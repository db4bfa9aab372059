use std::ops::Deref;
use std::rc::Rc;

use serde::Serialize;

use crate::location::{Location, PathParams, QueryMap};
use crate::matcher::RouteMatcher;
use crate::pattern::Route;

#[derive(Clone, Debug, PartialEq, Eq, Serialize)]
pub struct RouteMatch {
    pub route: Route,
    pub params: PathParams,
}

/// Everything the store knows. Replaced wholesale on each location change.
///
/// `query` and `route_match` are shared with the previous state when their
/// contents did not change, so selectors can compare them by pointer.
#[derive(Clone, Debug)]
pub struct EntireRouterState {
    pub location: Location,
    pub query: Rc<QueryMap>,
    pub route_match: Option<Rc<RouteMatch>>,
    pub routes: Rc<[Route]>,
}

impl EntireRouterState {
    pub fn initial(location: Location, routes: Rc<[Route]>, matcher: &dyn RouteMatcher) -> Self {
        let query = Rc::new(location.query());
        let route_match = matcher
            .match_routes(&routes, &location.pathname)
            .map(Rc::new);
        Self {
            location,
            query,
            route_match,
            routes,
        }
    }

    /// Derive the state for `location`, reusing unchanged parts of `self`.
    pub fn next(&self, location: Location, matcher: &dyn RouteMatcher) -> Self {
        let query = if location.search == self.location.search {
            self.query.clone()
        } else {
            let parsed = location.query();
            if parsed == *self.query {
                self.query.clone()
            } else {
                Rc::new(parsed)
            }
        };
        let route_match = if location.pathname == self.location.pathname {
            self.route_match.clone()
        } else {
            match (
                matcher.match_routes(&self.routes, &location.pathname),
                &self.route_match,
            ) {
                (Some(m), Some(prev)) if m == **prev => Some(prev.clone()),
                (m, _) => m.map(Rc::new),
            }
        };
        Self {
            location,
            query,
            route_match,
            routes: self.routes.clone(),
        }
    }

    pub fn query_param(&self, key: &str) -> Option<&str> {
        self.query.get(key)
    }

    pub fn path_param(&self, key: &str) -> Option<&str> {
        self.route_match
            .as_ref()
            .and_then(|m| m.params.get(key))
            .map(String::as_str)
    }

    pub fn route(&self) -> Option<&Route> {
        self.route_match.as_ref().map(|m| &m.route)
    }
}

/// Read-only view handed to consumers.
///
/// Two `RouterState`s are equal only when they are the same snapshot.
#[derive(Clone, Debug)]
pub struct RouterState(pub(crate) Rc<EntireRouterState>);

impl RouterState {
    pub fn to_json(&self) -> String {
        let snapshot = Snapshot {
            location: &self.0.location,
            query: &*self.0.query,
            route: self.0.route().map(|r| r.name.as_str()),
            params: self.0.route_match.as_ref().map(|m| &m.params),
        };
        serde_json::to_string(&snapshot).unwrap_or_else(|_| "{}".into())
    }
}

impl PartialEq for RouterState {
    fn eq(&self, other: &Self) -> bool {
        Rc::ptr_eq(&self.0, &other.0)
    }
}

impl Deref for RouterState {
    type Target = EntireRouterState;

    fn deref(&self) -> &Self::Target {
        &self.0
    }
}

#[derive(Serialize)]
struct Snapshot<'a> {
    location: &'a Location,
    query: &'a QueryMap,
    route: Option<&'a str>,
    params: Option<&'a PathParams>,
}
//! URL string <-> structured location.
//!
//! A [`Location`] keeps the raw `search` and `hash` segments; the decoded query
//! lives in a [`QueryMap`]. Parsing never fails: undecodable query pairs are
//! dropped and logged.

use std::collections::BTreeMap;
use std::fmt;

use serde::{Deserialize, Serialize};

pub type PathParams = BTreeMap<String, String>;

#[derive(Clone, Debug, Default, PartialEq, Eq, Hash, Serialize, Deserialize)]
pub struct Location {
    pub pathname: String,
    /// Empty, or starts with `?`.
    pub search: String,
    /// Empty, or starts with `#`.
    pub hash: String,
}

impl Location {
    /// Build a location from a pathname, a query map and a raw hash
    /// (with or without the leading `#`).
    pub fn new(pathname: impl Into<String>, query: &QueryMap, hash: &str) -> Self {
        let mut pathname = pathname.into();
        if pathname.is_empty() {
            pathname.push('/');
        }
        Self {
            pathname,
            search: search_from(query),
            hash: normalize_prefixed(hash, '#'),
        }
    }

    pub fn query(&self) -> QueryMap {
        parse_query(&self.search)
    }

    /// Same pathname and hash, new query.
    pub fn with_query(&self, query: &QueryMap) -> Self {
        Self {
            pathname: self.pathname.clone(),
            search: search_from(query),
            hash: self.hash.clone(),
        }
    }

    /// Same search and hash, new pathname.
    pub fn with_pathname(&self, pathname: impl Into<String>) -> Self {
        Self {
            pathname: pathname.into(),
            search: self.search.clone(),
            hash: self.hash.clone(),
        }
    }

    pub fn to_url(&self) -> String {
        serialize(self)
    }
}

impl fmt::Display for Location {
    fn fmt(&self, f: &mut fmt::Formatter<'_>) -> fmt::Result {
        write!(f, "{}{}{}", self.pathname, self.search, self.hash)
    }
}

/// Ordered, unique-keyed query parameters.
///
/// Updating an existing key keeps its position; new keys go at the end.
#[derive(Clone, Debug, Default, PartialEq, Eq, Hash, Serialize, Deserialize)]
#[serde(from = "Vec<(String, String)>", into = "Vec<(String, String)>")]
pub struct QueryMap {
    pairs: Vec<(String, String)>,
}

impl From<Vec<(String, String)>> for QueryMap {
    fn from(pairs: Vec<(String, String)>) -> Self {
        pairs.into_iter().collect()
    }
}

impl From<QueryMap> for Vec<(String, String)> {
    fn from(map: QueryMap) -> Self {
        map.pairs
    }
}

impl QueryMap {
    pub fn new() -> Self {
        Self::default()
    }

    pub fn get(&self, key: &str) -> Option<&str> {
        self.pairs
            .iter()
            .find(|(k, _)| k == key)
            .map(|(_, v)| v.as_str())
    }

    /// Set `key`, replacing in place if present. Returns the previous value.
    pub fn insert(&mut self, key: impl Into<String>, value: impl Into<String>) -> Option<String> {
        let key = key.into();
        let value = value.into();
        match self.pairs.iter_mut().find(|(k, _)| *k == key) {
            Some((_, v)) => Some(std::mem::replace(v, value)),
            None => {
                self.pairs.push((key, value));
                None
            }
        }
    }

    pub fn remove(&mut self, key: &str) -> Option<String> {
        let idx = self.pairs.iter().position(|(k, _)| k == key)?;
        Some(self.pairs.remove(idx).1)
    }

    pub fn apply(&mut self, key: &str, update: QueryUpdate) {
        match update {
            QueryUpdate::Set(v) => {
                self.insert(key, v);
            }
            QueryUpdate::Remove => {
                self.remove(key);
            }
            QueryUpdate::Keep => {}
        }
    }

    pub fn iter(&self) -> impl Iterator<Item = (&str, &str)> {
        self.pairs.iter().map(|(k, v)| (k.as_str(), v.as_str()))
    }

    pub fn len(&self) -> usize {
        self.pairs.len()
    }

    pub fn is_empty(&self) -> bool {
        self.pairs.is_empty()
    }
}

impl<K: Into<String>, V: Into<String>> FromIterator<(K, V)> for QueryMap {
    fn from_iter<I: IntoIterator<Item = (K, V)>>(iter: I) -> Self {
        let mut map = QueryMap::new();
        for (k, v) in iter {
            map.insert(k, v);
        }
        map
    }
}

/// What to do with one query key.
#[derive(Clone, Debug, PartialEq, Eq)]
pub enum QueryUpdate {
    /// Set the value (append if the key is new).
    Set(String),
    /// Drop the key entirely.
    Remove,
    /// Leave the key as it is.
    Keep,
}

impl From<&str> for QueryUpdate {
    fn from(v: &str) -> Self {
        QueryUpdate::Set(v.to_string())
    }
}

impl From<String> for QueryUpdate {
    fn from(v: String) -> Self {
        QueryUpdate::Set(v)
    }
}

impl<T: Into<String>> From<Option<T>> for QueryUpdate {
    fn from(v: Option<T>) -> Self {
        match v {
            Some(v) => QueryUpdate::Set(v.into()),
            None => QueryUpdate::Remove,
        }
    }
}

/// Split a URL into pathname, search and hash.
///
/// The hash is cut first, so a `?` after `#` belongs to the hash. A bare `?`
/// or `#` yields an empty segment; an empty pathname becomes `/`.
pub fn parse(url: &str) -> Location {
    let (rest, hash) = match url.find('#') {
        Some(i) => url.split_at(i),
        None => (url, ""),
    };
    let (pathname, search) = match rest.find('?') {
        Some(i) => rest.split_at(i),
        None => (rest, ""),
    };
    Location {
        pathname: if pathname.is_empty() {
            "/".to_string()
        } else {
            pathname.to_string()
        },
        search: if search.len() > 1 {
            search.to_string()
        } else {
            String::new()
        },
        hash: if hash.len() > 1 {
            hash.to_string()
        } else {
            String::new()
        },
    }
}

pub fn serialize(loc: &Location) -> String {
    loc.to_string()
}

/// Decode `?a=1&b=2` (leading `?` optional) into a [`QueryMap`].
pub fn parse_query(search: &str) -> QueryMap {
    let raw = search.strip_prefix('?').unwrap_or(search);
    let mut map = QueryMap::new();
    for piece in raw.split('&').filter(|p| !p.is_empty()) {
        let (k, v) = piece.split_once('=').unwrap_or((piece, ""));
        match (decode_component(k), decode_component(v)) {
            (Some(k), Some(v)) => {
                if k.is_empty() {
                    continue;
                }
                map.insert(k, v);
            }
            _ => log::warn!("query: dropping undecodable pair `{piece}`"),
        }
    }
    map
}

/// Encode a [`QueryMap`] as `a=1&b=2`, without the leading `?`.
pub fn stringify_query(query: &QueryMap) -> String {
    query
        .iter()
        .map(|(k, v)| format!("{}={}", urlencoding::encode(k), urlencoding::encode(v)))
        .collect::<Vec<_>>()
        .join("&")
}

/// Apply one key's update to a copy of `query`.
pub fn merge_query_param(query: &QueryMap, key: &str, update: impl Into<QueryUpdate>) -> QueryMap {
    let mut next = query.clone();
    next.apply(key, update.into());
    next
}

/// Set one path param on a copy of `params`. Path params are never removed.
pub fn merge_path_param(params: &PathParams, key: &str, value: impl Into<String>) -> PathParams {
    let mut next = params.clone();
    next.insert(key.to_string(), value.into());
    next
}

fn search_from(query: &QueryMap) -> String {
    if query.is_empty() {
        String::new()
    } else {
        format!("?{}", stringify_query(query))
    }
}

fn normalize_prefixed(raw: &str, prefix: char) -> String {
    let body = raw.strip_prefix(prefix).unwrap_or(raw);
    if body.is_empty() {
        String::new()
    } else {
        format!("{prefix}{body}")
    }
}

fn decode_component(raw: &str) -> Option<String> {
    let spaced = raw.replace('+', " ");
    urlencoding::decode(&spaced).ok().map(|c| c.into_owned())
}

#[cfg(test)]
mod tests {
    use super::*;

    fn loc(pathname: &str, search: &str, hash: &str) -> Location {
        Location {
            pathname: pathname.into(),
            search: search.into(),
            hash: hash.into(),
        }
    }

    #[test]
    fn test_parse_splits_all_segments() {
        assert_eq!(
            parse("/projects/123/board/456?foo=hello&bar=world#hash"),
            loc("/projects/123/board/456", "?foo=hello&bar=world", "#hash")
        );
        assert_eq!(parse("/a"), loc("/a", "", ""));
        assert_eq!(parse("/a#x?y=1"), loc("/a", "", "#x?y=1"));
        assert_eq!(parse("/a?#"), loc("/a", "", ""));
        assert_eq!(parse("?q=1"), loc("/", "?q=1", ""));
    }

    #[test]
    fn test_round_trip() {
        for url in [
            "/",
            "/projects/123/board/456?foo=hello&bar=world#hash",
            "/a?x=%20y",
            "/a#only-hash",
            "/weird?%ZZ=1&ok=2",
        ] {
            let parsed = parse(url);
            assert_eq!(parse(&serialize(&parsed)), parsed, "{url}");
        }
    }

    #[test]
    fn test_parse_query_preserves_order() {
        let q = parse_query("?foo=hello&bar=world&baz");
        assert_eq!(
            q.iter().collect::<Vec<_>>(),
            vec![("foo", "hello"), ("bar", "world"), ("baz", "")]
        );
        assert_eq!(q.get("missing"), None);
    }

    #[test]
    fn test_parse_query_decoding() {
        let q = parse_query("a=one+two&b=%E2%9C%93&c=%20");
        assert_eq!(q.get("a"), Some("one two"));
        assert_eq!(q.get("b"), Some("\u{2713}"));
        assert_eq!(q.get("c"), Some(" "));
    }

    #[test]
    fn test_parse_query_duplicate_keeps_first_position_last_value() {
        let q = parse_query("a=1&b=2&a=3");
        assert_eq!(q.iter().collect::<Vec<_>>(), vec![("a", "3"), ("b", "2")]);
    }

    #[test]
    fn test_malformed_pairs_are_dropped() {
        let q = parse_query("?bad=%FF&&=x&good=1");
        assert_eq!(q.iter().collect::<Vec<_>>(), vec![("good", "1")]);
    }

    #[test]
    fn test_stringify_encodes() {
        let q: QueryMap = [("q", "a b&c"), ("n", "1")].into_iter().collect();
        assert_eq!(stringify_query(&q), "q=a%20b%26c&n=1");
        assert_eq!(parse_query(&stringify_query(&q)), q);
    }

    #[test]
    fn test_merge_query_param_rules() {
        let q = parse_query("?foo=hello&bar=world");

        let removed = merge_query_param(&q, "foo", None::<String>);
        assert_eq!(stringify_query(&removed), "bar=world");

        let replaced = merge_query_param(&q, "foo", "newVal");
        assert_eq!(stringify_query(&replaced), "foo=newVal&bar=world");

        let appended = merge_query_param(&q, "newqueryparam", "val");
        assert_eq!(
            stringify_query(&appended),
            "foo=hello&bar=world&newqueryparam=val"
        );

        assert_eq!(merge_query_param(&q, "foo", QueryUpdate::Keep), q);
        assert_eq!(merge_query_param(&q, "absent", QueryUpdate::Remove), q);
    }

    #[test]
    fn test_merge_path_param_always_sets() {
        let params: PathParams = [("projectId".to_string(), "123".to_string())].into();
        let next = merge_path_param(&params, "projectId", "newVal");
        assert_eq!(next.get("projectId").map(String::as_str), Some("newVal"));
        assert_eq!(params.get("projectId").map(String::as_str), Some("123"));
    }

    #[test]
    fn test_location_builders() {
        let q: QueryMap = [("a", "1")].into_iter().collect();
        let l = Location::new("", &q, "top");
        assert_eq!(l.to_url(), "/?a=1#top");
        assert_eq!(l.with_query(&QueryMap::new()).to_url(), "/#top");
        assert_eq!(l.with_pathname("/x").to_url(), "/x?a=1#top");
    }

    #[test]
    fn test_query_map_serde_keeps_order() {
        let q = parse_query("z=1&a=2");
        let json = serde_json::to_string(&q).unwrap();
        assert_eq!(json, r#"[["z","1"],["a","2"]]"#);
        let back: QueryMap = serde_json::from_str(&json).unwrap();
        assert_eq!(back, q);
    }

    #[test]
    fn test_query_map_deserialize_merges_duplicates() {
        let q: QueryMap = serde_json::from_str(r#"[["a","1"],["b","2"],["a","3"]]"#).unwrap();
        assert_eq!(q.len(), 2);
        assert_eq!(q.iter().collect::<Vec<_>>(), vec![("a", "3"), ("b", "2")]);
    }
}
==================================================
PROMPT: Tally the lines in the records containing the string "BTreeMap"; output only the tally.

RESULT: 2